Vote, vote, vote for Mr. Lambert
Kick old Cawley out of doors
For he's only made of tin
And we'll never let him in
And he won't come to Highworth any more.

We would be Liberals versus Tories, calling names and booing. One group would yell out ";We're not afraid of you--we've got Alice Collett on our side!"

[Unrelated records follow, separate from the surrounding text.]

//! Bounded log of every TX/RX/ERR hex payload, shared with external
//! observers under its own lock.
//!
//! Capacity 500, grounded on the original Python emulation harness's
//! `collections.deque(maxlen=500)`.

use std::collections::VecDeque;
use std::sync::atomic::{AtomicU64, Ordering};
use std::sync::Mutex;

use chrono::{DateTime, Utc};
use serde::Serialize;

use crate::config::LOG_RING_CAPACITY;

#[derive(Debug, Clone, Copy, PartialEq, Eq, Serialize)]
pub enum LogDirection {
    Tx,
    Rx,
    Err,
}

#[derive(Debug, Clone, PartialEq, Eq, Serialize)]
pub struct LogEntry {
    pub timestamp: DateTime<Utc>,
    pub direction: LogDirection,
    pub hex: String,
}

impl LogEntry {
    pub fn new(timestamp: DateTime<Utc>, direction: LogDirection, bytes: &[u8]) -> Self {
        Self { timestamp, direction, hex: bytes.iter().map(|b| format!("{:02x}", b)).collect() }
    }
}

/// Ring buffer holding up to [`LOG_RING_CAPACITY`] entries, oldest evicted
/// first. Readers get a read-only snapshot (`Vec<LogEntry>` copy) rather
/// than a reference, so they never hold the lock across a workflow step.
pub struct LogSink {
    entries: Mutex<VecDeque<LogEntry>>,
    pushed: AtomicU64,
}

impl LogSink {
    pub fn new() -> Self {
        Self { entries: Mutex::new(VecDeque::with_capacity(LOG_RING_CAPACITY)), pushed: AtomicU64::new(0) }
    }

    pub fn push(&self, direction: LogDirection, bytes: &[u8]) {
        let entry = LogEntry::new(Utc::now(), direction, bytes);
        let mut entries = self.entries.lock().expect("log sink mutex poisoned");
        if entries.len() == LOG_RING_CAPACITY {
            entries.pop_front();
        }
        entries.push_back(entry);
        self.pushed.fetch_add(1, Ordering::SeqCst);
    }

    pub fn snapshot(&self) -> Vec<LogEntry> {
        self.entries.lock().expect("log sink mutex poisoned").iter().cloned().collect()
    }

    /// A monotonic marker usable with [`Self::since`] to later retrieve just
    /// the entries appended after this call, for per-operation log traces
    /// (`driver::Pn532Driver`'s per-call results).
    pub fn mark(&self) -> u64 {
        self.pushed.load(Ordering::SeqCst)
    }

    /// Entries appended since `mark`. If more than [`LOG_RING_CAPACITY`]
    /// entries were pushed in the meantime, only the surviving tail is
    /// returned — older ones were already evicted from the ring.
    pub fn since(&self, mark: u64) -> Vec<LogEntry> {
        let entries = self.entries.lock().expect("log sink mutex poisoned");
        let appended = self.pushed.load(Ordering::SeqCst).saturating_sub(mark) as usize;
        let take = appended.min(entries.len());
        entries.iter().skip(entries.len() - take).cloned().collect()
    }
}

impl Default for LogSink {
    fn default() -> Self {
        Self::new()
    }
}

#[cfg(test)]
mod tests {
    use super::*;

    #[test]
    fn evicts_oldest_entry_past_capacity() {
        let sink = LogSink::new();
        for i in 0..(LOG_RING_CAPACITY + 10) {
            sink.push(LogDirection::Tx, &[i as u8]);
        }
        let snapshot = sink.snapshot();
        assert_eq!(snapshot.len(), LOG_RING_CAPACITY);
        assert_eq!(snapshot.first().unwrap().hex, format!("{:02x}", 10u8));
    }

    #[test]
    fn hex_formatting_is_lowercase_no_separators() {
        let entry = LogEntry::new(Utc::now(), LogDirection::Rx, &[0xAB, 0x01, 0xFF]);
        assert_eq!(entry.hex, "ab01ff");
    }

    #[test]
    fn since_returns_only_entries_pushed_after_the_mark() {
        let sink = LogSink::new();
        sink.push(LogDirection::Tx, &[0x01]);
        let mark = sink.mark();
        sink.push(LogDirection::Tx, &[0x02]);
        sink.push(LogDirection::Rx, &[0x03]);

        let since = sink.since(mark);
        assert_eq!(since.len(), 2);
        assert_eq!(since[0].hex, "02");
        assert_eq!(since[1].hex, "03");
    }

    #[test]
    fn since_is_empty_when_nothing_pushed_after_the_mark() {
        let sink = LogSink::new();
        sink.push(LogDirection::Tx, &[0x01]);
        let mark = sink.mark();
        assert!(sink.since(mark).is_empty());
    }
}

At school we learned writing with copybooks, lots of dictation, arithmetic (getting up to algebra in the top two classes), history, geography, nature study and drill--physical jerks. There was some sort of day with tea on the grass, and games, at least once a year, but I couldn't tell you what it was for. I worked for a little while on a farm at Hannington, at Bidemill Farm, working on the farm and in the house--including driving the horse with a swath - turner. Sketch The farm was owned by a Mr. and Mrs. Brinkworth. They had cows and some hunting horses, which Mr. Brinkworth bred. There was a son, Freddy, about 10 years old, and a girl of about 7; they went to Miss Someone's school, a private school in Highworth. He was a swine, that boy--he would hit me around the legs with a riding crop. I only stayed there a year--you had to stay in a job for a year to get a reference. We lived at Castle Eaton after Hannington, so I left Bidemill Farm. I lived in there, but you had to have somewhere to go on your day off. I went into service at Keble House in Fairford, the home of the deceased brother of the late John Keble. The household was made up of old Mrs. Keble, bedridden, two spinsters, Miss Edith and Miss Grace, and one of the daughters, Mrs. Kestell-Cornish, wife of an army officer, who had two children, the boy at Keble College. Some people who lived next door to us at Castle Eaton had a daughter who worked as cook there, who told us that they needed a girl to train as parlourmaid. They kept a cook, a housekeeper, a kitchenmaid, a nursemaid, and a parlourmaid.

I had to walk 5 miles home to Fairford on half-days. I might have one Sunday in four at home; the weekly half-days started after lunch had been washed up, perhaps around 2 o'clock, and I had to be in by 8 or 9 o'clock. Eventually I got a second-hand bike and I cycled both ways. There were a lot of soldiers billeted in Fairford; the cook's husband was overseas in the Army. This was Ruth Card whose mother lived next door or next but one to us in Castle Eaton. The kitchenmaid had a soldier boyfriend. I stayed there for a year.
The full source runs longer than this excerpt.